Look if he was knowingly and deliberately transgressing their personal boundaries I’d ramp it up more. But I don’t think everything in real life needs to be the big confrontation that people on here seem to.

Nicolastuffedone · 15/09/2019 10:11

So he’s a ‘stranger’ with big sweaty hands you say hello to every week?

AdriannaP · 15/09/2019 10:14

You need to teach your child how to be assertive. What you are teaching him now is that’s it’s ok when strangers touch him in a way that he doesn’t like.
Just say “Please don’t touch my son, he doesn’t like it” I had a similar situation on holidays when two waiters kept playing with my daughter’s head/hair, she told me she didn’t like it, I asked them to stop touching my child.

You need to step up for your child.

jennymanara · 15/09/2019 10:15

If your kids really don't like it, then say something. But from your OP and the language you use it sounds as if you don't like it.
Ruffling hair is an affectionate gesture. Your kids own their own bodies. It is up to them whether they like it or not. If they genuinely don't, then tell him.

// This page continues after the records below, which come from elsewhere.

#[cfg(test)]
mod tests {
    use super::*;
    use crate::frame::encode_frame;
    use crate::sink::ServerEvent;
    use crate::transport::QueueTransport;
    use crate::{PROTO_HEARTBEAT, PROTO_LOCATION, PROTO_LOGIN};

    #[derive(Default)]
    struct CaptureTelemetry(Mutex<Vec<(String, TelemetryRecord)>>);

    impl TelemetrySink for CaptureTelemetry {
        fn on_record(&self, imei: &str, record: &TelemetryRecord) {
            self.0.lock().push((imei.to_string(), record.clone()));
        }
    }

    #[derive(Default)]
    struct CaptureEvents(Mutex<Vec<ServerEvent>>);

    impl EventSink for CaptureEvents {
        fn on_event(&self, event: &ServerEvent) {
            self.0.lock().push(event.clone());
        }
    }

    struct Harness {
        registry: Registry,
        transport: Arc<QueueTransport>,
        telemetry: Arc<CaptureTelemetry>,
        events: Arc<CaptureEvents>,
    }

    fn harness(config: Config) -> Harness {
        let transport = Arc::new(QueueTransport::new());
        let telemetry = Arc::new(CaptureTelemetry::default());
        let events = Arc::new(CaptureEvents::default());
        let registry = Registry::new(
            config,
            transport.clone(),
            telemetry.clone(),
            events.clone(),
        );
        Harness {
            registry,
            transport,
            telemetry,
            events,
        }
    }

    const IDENTITY: [u8; 8] = [0x03, 0x55, 0x95, 0x10, 0x92, 0x91, 0x88, 0x89];
    const IMEI: &str = "0355951092918889";

    fn login_frame(serial: u16) -> Bytes {
        encode_frame(PROTO_LOGIN, &IDENTITY, serial)
    }

    fn location_frame(serial: u16) -> Bytes {
        let payload = [
            24, 6, 15, 12, 30, 45, 0x08, 0x02, 0x6B, 0x3F, 0x3E, 0x0C, 0x22, 0xAD, 0x65, 0x28,
            0x01, 0x54,
        ];
        encode_frame(PROTO_LOCATION, &payload, serial)
    }

    #[test]
    fn test_login_scenario() {
        let h = harness(Config::default());
        h.registry.on_connect(1);
        h.registry.on_bytes(1, &login_frame(0x0001));

        assert_eq!(h.registry.session_state(1), Some(SessionState::Authenticated));
        assert_eq!(h.registry.connection_for_imei(IMEI), Some(1));

        // ACK: 프로토콜 0x01, 시리얼 0x0001 에코
        let sent = h.transport.sent();
        assert_eq!(sent.len(), 1);
        let ack = Frame::decode(&sent[0].1).unwrap();
        assert_eq!(ack.protocol, PROTO_LOGIN);
        assert_eq!(ack.serial, 0x0001);
        assert_eq!(ack.declared_len(), 5);
    }

    #[test]
    fn test_telemetry_before_login_closes_without_forwarding() {
        let h = harness(Config::default());
        h.registry.on_connect(1);
        h.registry.on_bytes(1, &location_frame(1));

        // 싱크에 레코드가 전달되지 않고 연결이 종료된다
        assert!(h.telemetry.0.lock().is_empty());
        assert_eq!(h.registry.session_state(1), None);
        assert_eq!(h.transport.closed(), vec![1]);
        assert!(h
            .events
            .0
            .lock()
            .iter()
            .any(|e| matches!(e, ServerEvent::ProtocolViolation { connection_id: 1 })));
    }

    #[test]
    fn test_authenticated_location_forwarded() {
        let h = harness(Config::default());
        h.registry.on_connect(1);
        h.registry.on_bytes(1, &login_frame(1));
        h.registry.on_bytes(1, &location_frame(2));

        let records = h.telemetry.0.lock();
        assert_eq!(records.len(), 1);
        assert_eq!(records[0].0, IMEI);
        assert!(matches!(records[0].1, TelemetryRecord::Location(_)));

        // 위치 프레임에는 ACK 없음 (로그인 ACK 하나뿐)
        assert_eq!(h.transport.sent().len(), 1);
    }

    #[test]
    fn test_heartbeat_acked() {
        let h = harness(Config::default());
        h.registry.on_connect(1);
        h.registry.on_bytes(1, &login_frame(1));
        h.registry.on_bytes(1, &encode_frame(PROTO_HEARTBEAT, &[], 0x0042));

        let sent = h.transport.sent();
        assert_eq!(sent.len(), 2);
        let ack = Frame::decode(&sent[1].1).unwrap();
        assert_eq!(ack.protocol, PROTO_HEARTBEAT);
        assert_eq!(ack.serial, 0x0042);
    }

    #[test]
    fn test_single_session_per_imei() {
        let h = harness(Config::default());
        h.registry.on_connect(1);
        h.registry.on_bytes(1, &login_frame(1));
        h.registry.on_connect(2);
        h.registry.on_bytes(2, &login_frame(1));

        // 같은 IMEI는 항상 세션 하나: 옛 연결이 닫힌다
        assert_eq!(h.registry.session_state(1), None);
        assert_eq!(h.registry.session_state(2), Some(SessionState::Authenticated));
        assert_eq!(h.registry.connection_for_imei(IMEI), Some(2));
        assert!(h.transport.closed().contains(&1));
        assert!(h.events.0.lock().iter().any(|e| matches!(
            e,
            ServerEvent::SessionReplaced { old: 1, new: 2, .. }
        )));
    }

    #[test]
    fn test_byte_by_byte_feed_equivalent() {
        let h = harness(Config::default());
        h.registry.on_connect(1);

        let mut stream = Vec::new();
        stream.extend_from_slice(&login_frame(1));
        stream.extend_from_slice(&encode_frame(PROTO_HEARTBEAT, &[], 2));
        stream.extend_from_slice(&location_frame(3));

        for byte in stream {
            h.registry.on_bytes(1, &[byte]);
        }

        assert_eq!(h.transport.sent().len(), 2); // 로그인 + 하트비트 ACK
        assert_eq!(h.telemetry.0.lock().len(), 1);
        assert_eq!(h.registry.session_state(1), Some(SessionState::Authenticated));
    }

    #[test]
    fn test_liveness_timeout_removes_session() {
        let h = harness(Config::default());
        let epoch = h.registry.on_connect(1);
        h.registry.on_bytes(1, &login_frame(1));

        let interval = Duration::from_millis(h.registry.config().heartbeat_interval_ms);
        let budget = h.registry.config().missed_heartbeat_budget;
        let base = Instant::now();

        // 예산까지는 유지
        for i in 1..=budget {
            assert!(h.registry.tick(1, epoch, base + interval * i));
            assert_eq!(h.registry.session_state(1), Some(SessionState::Authenticated));
        }

        // 예산 초과 → 종료, 레지스트리에서 제거
        assert!(!h.registry.tick(1, epoch, base + interval * (budget + 1)));
        assert_eq!(h.registry.session_state(1), None);
        assert_eq!(h.registry.connection_for_imei(IMEI), None);
        assert!(h.transport.closed().contains(&1));
        assert!(h
            .events
            .0
            .lock()
            .iter()
            .any(|e| matches!(e, ServerEvent::SessionTimeout { connection_id: 1, .. })));
    }

    #[test]
    fn test_stale_timer_epoch_ignored() {
        let h = harness(Config::default());
        let epoch = h.registry.on_connect(1);
        h.registry.on_bytes(1, &login_frame(1));

        // 같은 connection_id가 재사용된 상황
        h.registry.on_close(1);
        let epoch2 = h.registry.on_connect(1);
        assert_ne!(epoch, epoch2);

        let far = Instant::now() + Duration::from_secs(3600);
        // 옛 타이머는 세션을 건드리지 못하고 중단된다
        assert!(!h.registry.tick(1, epoch, far));
        assert_eq!(h.registry.session_state(1), Some(SessionState::Unauthenticated));
    }

    #[test]
    fn test_checksum_escalation_closes() {
        let h = harness(Config::default());
        h.registry.on_connect(1);
        h.registry.on_bytes(1, &login_frame(1));

        // 시리얼 바이트를 망가뜨려 체크섬만 실패시킨다
        let mut corrupted = encode_frame(PROTO_HEARTBEAT, &[], 7).to_vec();
        let n = corrupted.len();
        corrupted[n - 5] ^= 0xFF;

        let budget = h.registry.config().checksum_failure_budget;
        for _ in 0..budget {
            h.registry.on_bytes(1, &corrupted);
            assert_eq!(h.registry.session_state(1), Some(SessionState::Authenticated));
        }

        // 예산 초과 → 연결 종료
        h.registry.on_bytes(1, &corrupted);
        assert_eq!(h.registry.session_state(1), None);
        assert!(h.transport.closed().contains(&1));
        assert_eq!(
            h.registry.stats().snapshot().checksum_failures,
            budget as u64 + 1
        );
    }

    #[test]
    fn test_unknown_protocol_surfaced_not_fatal() {
        let h = harness(Config::default());
        h.registry.on_connect(1);
        h.registry.on_bytes(1, &login_frame(1));
        h.registry.on_bytes(1, &encode_frame(0x8A, &[0xDE, 0xAD], 5));

        assert_eq!(h.registry.session_state(1), Some(SessionState::Authenticated));
        assert!(h.telemetry.0.lock().is_empty());
        assert!(h
            .events
            .0
            .lock()
            .iter()
            .any(|e| matches!(
                e,
                ServerEvent::UnknownProtocol { connection_id: 1, protocol: 0x8A }
            )));
    }

    #[test]
    fn test_error_isolated_to_connection() {
        let h = harness(Config::default());
        h.registry.on_connect(1);
        h.registry.on_bytes(1, &login_frame(1));
        h.registry.on_connect(2);

        h.registry.on_error(2, "connection reset by peer");

        // 다른 연결은 영향 없음
        assert_eq!(h.registry.session_state(2), None);
        assert_eq!(h.registry.session_state(1), Some(SessionState::Authenticated));
        assert_eq!(h.registry.connection_for_imei(IMEI), Some(1));
    }

    #[test]
    fn test_buffer_overflow_closes() {
        let config = Config {
            reassembly_buffer_cap: 32,
            ..Config::default()
        };
        let h = harness(config);
        h.registry.on_connect(1);
        // 마커 없는 0x78 반복은 버퍼에 쌓이다가 상한 초과
        h.registry.on_bytes(1, &[0x78; 64]);

        assert_eq!(h.registry.session_state(1), None);
        assert!(h.transport.closed().contains(&1));
        assert!(h
            .events
            .0
            .lock()
            .iter()
            .any(|e| matches!(e, ServerEvent::BufferOverflow { connection_id: 1 })));
    }
}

BunnyColvin · 15/09/2019 10:22

If you can come on here OP and slag off his 'sweaty hands' (which, as far as I know, people can't do anything about), then you can woman up and tell him to stop ruffling your children's hair, yes?

Veterinari · 15/09/2019 10:25

@Juells
If you read my post you’ll see that comment refer’s to the OP’s big sweaty hand remark

Oooh, mustn't ever think about your own feelings, always squash them down
So yes I would actually suggest squashing down unkindness and personal insults.

AChickenCalledDaal · 15/09/2019 10:25

Be nice. Be friendly. But tell him they aren't keen on having their hair ruffled. Don't make a big deal out of it. Just tell him. And keep chatting to him, so he knows that you haven't fallen out.

Pannalash · 15/09/2019 10:25

Nitgel

Do it back to him Genius Grin

OutwiththeOutCrowd · 15/09/2019 10:29

Sunday best hats for the boys?

Although, actually, I feel rather sorry for this big sweaty-palmed man. You make him sound like a leper. I agree with those who say, if the DC are themselves bothered, then perhaps mention that they are growing up and really don't like the hair-ruffle thing because it makes them feel babyish, or some other excuse like that. But otherwise I think it would be a kindness just to leave it.

To ask this person to stop 'ruffling' my DCs hair?
Pumpkinsarepurple · 15/09/2019 10:30

Some of these responses are mind boggling - so its ok that the man gets to make the OP and her children feel uncomfortable every single week but heaven forbid she says says something that would make him feel uncomfortable?

Just politely tell him to stop doing it, definitely teach your child that they have bodily autonomy, pity you are too short to do it back to him!